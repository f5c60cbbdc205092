//! Handlers for the `/units` resource.
//!
//! `POST /units` accepts either a single unit object or an array of
//! them; the array form is created atomically.

use axum::extract::{Path, Query, State};
use axum::http::StatusCode;
use axum::response::{IntoResponse, Response};
use axum::Json;
use serde::Deserialize;

use ladrillo_core::error::CoreError;
use ladrillo_core::types::Id;
use ladrillo_core::unit::{CreateUnit, Unit, UnitStatus, UnitType, UpdateUnit};
use ladrillo_db::ordering::{parse_ordering, Ordering};
use ladrillo_db::pagination::Page;
use ladrillo_db::repositories::unit_repo::{UnitFilter, UnitOrder};
use ladrillo_db::services::UnitService;

use crate::error::{AppError, AppResult};
use crate::state::AppState;

/// Query parameters accepted by `GET /units`.
#[derive(Debug, Deserialize)]
pub struct UnitListParams {
    pub project_id: Option<Id>,
    pub unit_status: Option<UnitStatus>,
    pub unit_type: Option<UnitType>,
    pub ordering: Option<String>,
    pub limit: Option<i64>,
    pub offset: Option<i64>,
}

/// Body for `POST /units`: one unit or a batch.
#[derive(Debug, Deserialize)]
#[serde(untagged)]
pub enum CreateUnitPayload {
    Batch(Vec<CreateUnit>),
    Single(Box<CreateUnit>),
}

/// GET /api/v1/units
pub async fn list(
    State(state): State<AppState>,
    Query(params): Query<UnitListParams>,
) -> AppResult<Json<Vec<Unit>>> {
    let order = match params.ordering.as_deref() {
        Some(raw) => parse_ordering::<UnitOrder>(raw)
            .ok_or_else(|| AppError::BadRequest(format!("unsupported ordering '{raw}'")))?,
        None => Ordering::default(),
    };
    let filter = UnitFilter {
        project_id: params.project_id,
        unit_status: params.unit_status,
        unit_type: params.unit_type,
    };
    let page = Page {
        limit: params.limit,
        offset: params.offset,
    };

    let units = UnitService::list(&state.pool, &filter, order, page).await?;
    Ok(Json(units))
}

/// POST /api/v1/units
///
/// Responds 201 with the created unit, or with the full array when the
/// request body was an array. A batch either persists completely or not
/// at all.
pub async fn create(
    State(state): State<AppState>,
    Json(payload): Json<CreateUnitPayload>,
) -> AppResult<Response> {
    match payload {
        CreateUnitPayload::Single(input) => {
            let unit = UnitService::create(&state.pool, *input).await?;
            Ok((StatusCode::CREATED, Json(unit)).into_response())
        }
        CreateUnitPayload::Batch(inputs) => {
            let units = UnitService::create_many(&state.pool, inputs).await?;
            Ok((StatusCode::CREATED, Json(units)).into_response())
        }
    }
}

/// GET /api/v1/units/{id}
pub async fn get_by_id(State(state): State<AppState>, Path(id): Path<Id>) -> AppResult<Json<Unit>> {
    let unit = UnitService::get(&state.pool, id)
        .await?
        .ok_or(AppError::Core(CoreError::NotFound { entity: "Unit", id }))?;
    Ok(Json(unit))
}

/// PUT /api/v1/units/{id} -- full replace.
pub async fn update(
    State(state): State<AppState>,
    Path(id): Path<Id>,
    Json(input): Json<CreateUnit>,
) -> AppResult<Json<Unit>> {
    let unit = UnitService::update(&state.pool, id, input).await?;
    Ok(Json(unit))
}

/// PATCH /api/v1/units/{id} -- only supplied keys overwrite.
pub async fn partial_update(
    State(state): State<AppState>,
    Path(id): Path<Id>,
    Json(patch): Json<UpdateUnit>,
) -> AppResult<Json<Unit>> {
    let unit = UnitService::partial_update(&state.pool, id, patch).await?;
    Ok(Json(unit))
}

/// DELETE /api/v1/units/{id}
pub async fn delete(State(state): State<AppState>, Path(id): Path<Id>) -> AppResult<StatusCode> {
    let deleted = UnitService::delete(&state.pool, id).await?;
    if deleted {
        Ok(StatusCode::NO_CONTENT)
    } else {
        Err(AppError::Core(CoreError::NotFound { entity: "Unit", id }))
    }
}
.....
(Exercise directions):
With the material above as the source, restate each line word for word.

(Solution to this exercise):
repository f5c60cbbdc205092
//! Handlers for the `/units` resource.
//!
//! `POST /units` accepts either a single unit object or an array of
//! them; the array form is created atomically.

use axum::extract::{Path, Query, State};
use axum::http::StatusCode;
use axum::response::{IntoResponse, Response};
use axum::Json;
use serde::Deserialize;

use ladrillo_core::error::CoreError;
use ladrillo_core::types::Id;
use ladrillo_core::unit::{CreateUnit, Unit, UnitStatus, UnitType, UpdateUnit};
use ladrillo_db::ordering::{parse_ordering, Ordering};
use ladrillo_db::pagination::Page;
use ladrillo_db::repositories::unit_repo::{UnitFilter, UnitOrder};
use ladrillo_db::services::UnitService;

use crate::error::{AppError, AppResult};
use crate::state::AppState;

/// Query parameters accepted by `GET /units`.
#[derive(Debug, Deserialize)]
pub struct UnitListParams {
    pub project_id: Option<Id>,
    pub unit_status: Option<UnitStatus>,
    pub unit_type: Option<UnitType>,
    pub ordering: Option<String>,
    pub limit: Option<i64>,
    pub offset: Option<i64>,
}

/// Body for `POST /units`: one unit or a batch.
#[derive(Debug, Deserialize)]
#[serde(untagged)]
pub enum CreateUnitPayload {
    Batch(Vec<CreateUnit>),
    Single(Box<CreateUnit>),
}

/// GET /api/v1/units
pub async fn list(
    State(state): State<AppState>,
    Query(params): Query<UnitListParams>,
) -> AppResult<Json<Vec<Unit>>> {
    let order = match params.ordering.as_deref() {
        Some(raw) => parse_ordering::<UnitOrder>(raw)
            .ok_or_else(|| AppError::BadRequest(format!("unsupported ordering '{raw}'")))?,
        None => Ordering::default(),
    };
    let filter = UnitFilter {
        project_id: params.project_id,
        unit_status: params.unit_status,
        unit_type: params.unit_type,
    };
    let page = Page {
        limit: params.limit,
        offset: params.offset,
    };

    let units = UnitService::list(&state.pool, &filter, order, page).await?;
    Ok(Json(units))
}

/// POST /api/v1/units
///
/// Responds 201 with the created unit, or with the full array when the
/// request body was an array. A batch either persists completely or not
/// at all.
pub async fn create(
    State(state): State<AppState>,
    Json(payload): Json<CreateUnitPayload>,
) -> AppResult<Response> {
    match payload {
        CreateUnitPayload::Single(input) => {
            let unit = UnitService::create(&state.pool, *input).await?;
            Ok((StatusCode::CREATED, Json(unit)).into_response())
        }
        CreateUnitPayload::Batch(inputs) => {
            let units = UnitService::create_many(&state.pool, inputs).await?;
            Ok((StatusCode::CREATED, Json(units)).into_response())
        }
    }
}

/// GET /api/v1/units/{id}
pub async fn get_by_id(State(state): State<AppState>, Path(id): Path<Id>) -> AppResult<Json<Unit>> {
    let unit = UnitService::get(&state.pool, id)
        .await?
        .ok_or(AppError::Core(CoreError::NotFound { entity: "Unit", id }))?;
    Ok(Json(unit))
}

/// PUT /api/v1/units/{id} -- full replace.
pub async fn update(
    State(state): State<AppState>,
    Path(id): Path<Id>,
    Json(input): Json<CreateUnit>,
) -> AppResult<Json<Unit>> {
    let unit = UnitService::update(&state.pool, id, input).await?;
    Ok(Json(unit))
}

/// PATCH /api/v1/units/{id} -- only supplied keys overwrite.
pub async fn partial_update(
    State(state): State<AppState>,
    Path(id): Path<Id>,
    Json(patch): Json<UpdateUnit>,
) -> AppResult<Json<Unit>> {
    let unit = UnitService::partial_update(&state.pool, id, patch).await?;
    Ok(Json(unit))
}

/// DELETE /api/v1/units/{id}
pub async fn delete(State(state): State<AppState>, Path(id): Path<Id>) -> AppResult<StatusCode> {
    let deleted = UnitService::delete(&state.pool, id).await?;
    if deleted {
        Ok(StatusCode::NO_CONTENT)
    } else {
        Err(AppError::Core(CoreError::NotFound { entity: "Unit", id }))
    }
}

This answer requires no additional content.